**About this task**.
Filter the listing down to the lines containing the word "ConfigAction".
------------
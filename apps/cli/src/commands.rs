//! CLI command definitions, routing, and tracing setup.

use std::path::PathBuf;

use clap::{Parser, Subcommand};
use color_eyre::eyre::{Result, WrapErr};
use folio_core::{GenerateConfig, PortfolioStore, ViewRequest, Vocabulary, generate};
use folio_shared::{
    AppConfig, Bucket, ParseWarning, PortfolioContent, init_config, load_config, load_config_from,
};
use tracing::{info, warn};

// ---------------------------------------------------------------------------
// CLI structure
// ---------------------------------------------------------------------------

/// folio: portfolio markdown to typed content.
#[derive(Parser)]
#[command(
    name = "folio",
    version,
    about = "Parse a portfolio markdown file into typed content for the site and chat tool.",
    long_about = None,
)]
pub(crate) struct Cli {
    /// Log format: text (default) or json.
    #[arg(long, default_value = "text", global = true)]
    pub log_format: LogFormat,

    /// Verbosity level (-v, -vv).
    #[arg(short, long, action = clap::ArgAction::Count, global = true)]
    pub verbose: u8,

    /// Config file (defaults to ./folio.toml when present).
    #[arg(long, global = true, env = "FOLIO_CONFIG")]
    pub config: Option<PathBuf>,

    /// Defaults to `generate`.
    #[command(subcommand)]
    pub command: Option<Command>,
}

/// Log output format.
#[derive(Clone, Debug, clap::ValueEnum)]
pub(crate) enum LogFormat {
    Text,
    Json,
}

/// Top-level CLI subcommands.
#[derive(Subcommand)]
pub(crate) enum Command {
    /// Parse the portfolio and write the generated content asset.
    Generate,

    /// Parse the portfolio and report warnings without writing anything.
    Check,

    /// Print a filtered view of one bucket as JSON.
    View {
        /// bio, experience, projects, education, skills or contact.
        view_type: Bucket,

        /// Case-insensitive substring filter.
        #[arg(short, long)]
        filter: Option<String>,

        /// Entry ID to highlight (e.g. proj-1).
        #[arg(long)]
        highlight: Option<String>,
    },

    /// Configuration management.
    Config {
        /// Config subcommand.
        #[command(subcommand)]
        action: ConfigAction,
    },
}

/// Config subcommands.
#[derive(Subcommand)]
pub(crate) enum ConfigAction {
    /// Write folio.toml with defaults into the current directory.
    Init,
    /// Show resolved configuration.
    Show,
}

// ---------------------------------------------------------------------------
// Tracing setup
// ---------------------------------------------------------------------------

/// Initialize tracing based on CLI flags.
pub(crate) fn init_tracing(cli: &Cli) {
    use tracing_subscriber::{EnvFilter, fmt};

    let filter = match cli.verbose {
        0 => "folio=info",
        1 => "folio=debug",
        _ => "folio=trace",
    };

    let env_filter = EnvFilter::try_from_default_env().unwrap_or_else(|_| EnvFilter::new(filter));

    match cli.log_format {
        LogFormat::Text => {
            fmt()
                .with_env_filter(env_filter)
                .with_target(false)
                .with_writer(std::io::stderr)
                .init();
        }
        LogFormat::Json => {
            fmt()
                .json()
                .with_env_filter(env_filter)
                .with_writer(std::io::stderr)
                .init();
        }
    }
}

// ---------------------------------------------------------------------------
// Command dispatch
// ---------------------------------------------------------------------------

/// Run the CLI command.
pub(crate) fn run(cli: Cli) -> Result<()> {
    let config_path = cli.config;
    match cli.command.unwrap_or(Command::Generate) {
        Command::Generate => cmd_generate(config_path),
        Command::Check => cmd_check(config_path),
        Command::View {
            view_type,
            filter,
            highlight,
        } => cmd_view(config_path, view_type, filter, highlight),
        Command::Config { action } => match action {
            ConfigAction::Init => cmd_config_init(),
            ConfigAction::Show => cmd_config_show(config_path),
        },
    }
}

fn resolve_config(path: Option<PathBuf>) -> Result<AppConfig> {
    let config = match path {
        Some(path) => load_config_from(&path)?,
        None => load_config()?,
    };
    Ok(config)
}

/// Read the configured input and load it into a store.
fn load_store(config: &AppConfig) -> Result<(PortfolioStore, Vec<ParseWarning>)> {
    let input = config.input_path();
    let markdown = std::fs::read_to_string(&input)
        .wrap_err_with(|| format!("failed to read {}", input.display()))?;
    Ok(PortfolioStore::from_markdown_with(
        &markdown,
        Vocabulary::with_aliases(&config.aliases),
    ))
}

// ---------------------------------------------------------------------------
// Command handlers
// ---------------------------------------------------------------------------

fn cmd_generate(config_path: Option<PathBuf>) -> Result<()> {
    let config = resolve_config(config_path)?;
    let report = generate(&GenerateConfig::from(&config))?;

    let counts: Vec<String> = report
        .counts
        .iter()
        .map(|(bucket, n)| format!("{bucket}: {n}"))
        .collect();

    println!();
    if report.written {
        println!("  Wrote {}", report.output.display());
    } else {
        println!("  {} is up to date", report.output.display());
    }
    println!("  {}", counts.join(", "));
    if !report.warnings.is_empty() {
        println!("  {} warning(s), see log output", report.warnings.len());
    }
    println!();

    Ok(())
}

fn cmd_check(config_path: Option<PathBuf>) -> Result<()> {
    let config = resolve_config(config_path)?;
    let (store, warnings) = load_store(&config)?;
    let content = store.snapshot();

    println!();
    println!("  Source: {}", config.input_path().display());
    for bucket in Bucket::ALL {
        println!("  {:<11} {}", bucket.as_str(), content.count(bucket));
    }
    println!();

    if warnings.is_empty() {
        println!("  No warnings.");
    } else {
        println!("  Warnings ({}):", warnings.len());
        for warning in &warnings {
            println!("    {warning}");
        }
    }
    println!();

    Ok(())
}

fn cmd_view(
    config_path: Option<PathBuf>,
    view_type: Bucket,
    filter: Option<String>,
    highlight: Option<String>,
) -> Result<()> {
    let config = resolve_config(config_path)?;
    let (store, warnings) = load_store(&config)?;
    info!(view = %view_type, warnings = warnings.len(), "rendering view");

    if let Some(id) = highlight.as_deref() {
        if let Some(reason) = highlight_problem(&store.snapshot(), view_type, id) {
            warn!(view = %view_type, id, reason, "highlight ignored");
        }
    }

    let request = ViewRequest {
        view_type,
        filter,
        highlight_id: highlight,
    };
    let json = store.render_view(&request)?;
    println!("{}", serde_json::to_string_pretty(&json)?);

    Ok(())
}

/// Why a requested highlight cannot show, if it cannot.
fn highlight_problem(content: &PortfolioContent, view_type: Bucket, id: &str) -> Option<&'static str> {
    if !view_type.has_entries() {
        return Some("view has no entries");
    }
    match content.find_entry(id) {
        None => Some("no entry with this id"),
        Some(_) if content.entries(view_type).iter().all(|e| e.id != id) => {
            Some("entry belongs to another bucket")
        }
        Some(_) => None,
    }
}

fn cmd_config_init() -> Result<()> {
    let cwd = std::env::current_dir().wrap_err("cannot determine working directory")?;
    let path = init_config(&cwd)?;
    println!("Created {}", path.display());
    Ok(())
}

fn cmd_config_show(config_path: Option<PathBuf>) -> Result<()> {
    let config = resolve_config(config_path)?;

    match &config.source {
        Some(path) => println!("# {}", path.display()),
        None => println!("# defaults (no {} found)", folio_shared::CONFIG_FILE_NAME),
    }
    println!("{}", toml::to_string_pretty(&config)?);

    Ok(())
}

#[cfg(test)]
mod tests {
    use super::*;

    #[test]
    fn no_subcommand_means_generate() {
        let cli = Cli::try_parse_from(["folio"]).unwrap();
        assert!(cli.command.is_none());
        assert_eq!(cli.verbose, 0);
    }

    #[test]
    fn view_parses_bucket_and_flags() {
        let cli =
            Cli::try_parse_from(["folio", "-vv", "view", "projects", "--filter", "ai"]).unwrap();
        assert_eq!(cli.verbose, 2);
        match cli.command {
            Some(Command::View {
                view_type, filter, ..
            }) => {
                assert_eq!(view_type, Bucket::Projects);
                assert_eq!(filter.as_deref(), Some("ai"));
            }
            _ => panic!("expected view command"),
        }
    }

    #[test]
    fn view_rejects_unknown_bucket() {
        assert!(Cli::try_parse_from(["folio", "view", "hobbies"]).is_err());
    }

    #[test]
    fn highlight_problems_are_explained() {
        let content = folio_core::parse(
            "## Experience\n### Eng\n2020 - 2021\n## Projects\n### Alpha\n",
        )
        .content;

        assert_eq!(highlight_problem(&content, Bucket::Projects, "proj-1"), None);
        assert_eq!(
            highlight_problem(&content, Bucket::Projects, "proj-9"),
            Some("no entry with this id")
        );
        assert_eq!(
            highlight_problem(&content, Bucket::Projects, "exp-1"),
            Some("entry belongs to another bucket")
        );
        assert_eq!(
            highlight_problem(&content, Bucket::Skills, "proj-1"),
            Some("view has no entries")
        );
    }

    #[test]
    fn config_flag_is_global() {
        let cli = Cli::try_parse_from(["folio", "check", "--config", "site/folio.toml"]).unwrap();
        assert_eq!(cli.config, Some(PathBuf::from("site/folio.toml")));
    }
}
------------
**Output for this task**.
        action: ConfigAction,
pub(crate) enum ConfigAction {
            ConfigAction::Init => cmd_config_init(),
            ConfigAction::Show => cmd_config_show(config_path),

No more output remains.